**Your task**.
Write out, word for word, only the data from its first line to the line containing "The command comes".

**Records to use**.
use crate::{NodeOutcome, SchedulerError, TestExecutor, TestGraph, TestNode};
use async_trait::async_trait;
use serde_json::json;
use std::process::Stdio;
use std::time::Duration;
use tokio::io::AsyncWriteExt;
use tokio::process::Command;
use tracing::debug;

pub const COMMAND_PARAM: &str = "command";

/// Runs each test as a shell command.
///
/// The command comes from the node's `command` parameter, then the graph's,
/// then the executor default. The resolved parameters are passed as JSON on
/// stdin and a zero exit code is a pass.
#[derive(Clone, Debug, Default)]
pub struct CommandTestExecutor {
    default_command: Option<String>,
    timeout: Option<Duration>,
}

impl CommandTestExecutor {
    pub fn new(default_command: Option<String>) -> Self {
        Self {
            default_command,
            timeout: None,
        }
    }

    pub fn with_timeout(mut self, timeout: Duration) -> Self {
        self.timeout = Some(timeout);
        self
    }

    fn resolve_command(&self, node: &TestNode, graph: &TestGraph) -> Option<String> {
        node.params
            .get(COMMAND_PARAM)
            .or_else(|| graph.params.get(COMMAND_PARAM))
            .map(str::trim)
            .filter(|command| !command.is_empty())
            .map(ToOwned::to_owned)
            .or_else(|| self.default_command.clone())
    }
}

#[async_trait]
impl TestExecutor for CommandTestExecutor {
    async fn execute(
        &self,
        node: &TestNode,
        graph: &TestGraph,
    ) -> Result<NodeOutcome, SchedulerError> {
        let Some(command) = self.resolve_command(node, graph) else {
            return Err(SchedulerError::Executor(format!(
                "no command configured for test {}",
                node.shortname()
            )));
        };
        debug!("Running {} via '{}'", node.shortname(), command);

        let payload = json!({
            "graph_id": graph.id,
            "name": node.name,
            "shortname": node.shortname(),
            "params": node.params.values(),
        })
        .to_string();

        let mut child = Command::new("sh")
            .arg("-c")
            .arg(&command)
            .env("STATEWALK_GRAPH_ID", &graph.id)
            .env("STATEWALK_NODE", &node.name)
            .env("STATEWALK_SHORTNAME", node.shortname())
            .env("STATEWALK_VMS", node.params.get_or("vms", ""))
            .stdin(Stdio::piped())
            .stdout(Stdio::piped())
            .stderr(Stdio::piped())
            .kill_on_drop(true)
            .spawn()
            .map_err(|error| {
                SchedulerError::Executor(format!("failed to launch test command: {error}"))
            })?;
        if let Some(mut stdin) = child.stdin.take() {
            if let Err(error) = stdin.write_all(payload.as_bytes()).await {
                // commands that ignore their parameters may exit before reading
                if error.kind() != std::io::ErrorKind::BrokenPipe {
                    return Err(SchedulerError::Executor(format!(
                        "failed writing test stdin payload: {error}"
                    )));
                }
            }
        }

        let output = match self.timeout {
            Some(timeout) => match tokio::time::timeout(timeout, child.wait_with_output()).await {
                Ok(output) => output,
                Err(_) => {
                    return Ok(NodeOutcome::failure(format!(
                        "test command timed out after {}ms",
                        timeout.as_millis()
                    )));
                }
            },
            None => child.wait_with_output().await,
        }
        .map_err(|error| {
            SchedulerError::Executor(format!("failed waiting for test command: {error}"))
        })?;

        let status_code = output.status.code().unwrap_or(1);
        if status_code == 0 {
            return Ok(NodeOutcome::success());
        }
        let stderr = String::from_utf8_lossy(&output.stderr);
        let message = if stderr.trim().is_empty() {
            format!("test command exited with code {status_code}")
        } else {
            format!("test command exited with code {status_code}: {}", stderr.trim())
        };
        Ok(NodeOutcome::failure(message))
    }
}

**Exercise result**.
use crate::{NodeOutcome, SchedulerError, TestExecutor, TestGraph, TestNode};
use async_trait::async_trait;
use serde_json::json;
use std::process::Stdio;
use std::time::Duration;
use tokio::io::AsyncWriteExt;
use tokio::process::Command;
use tracing::debug;

pub const COMMAND_PARAM: &str = "command";

/// Runs each test as a shell command.
///
/// The command comes from the node's `command` parameter, then the graph's,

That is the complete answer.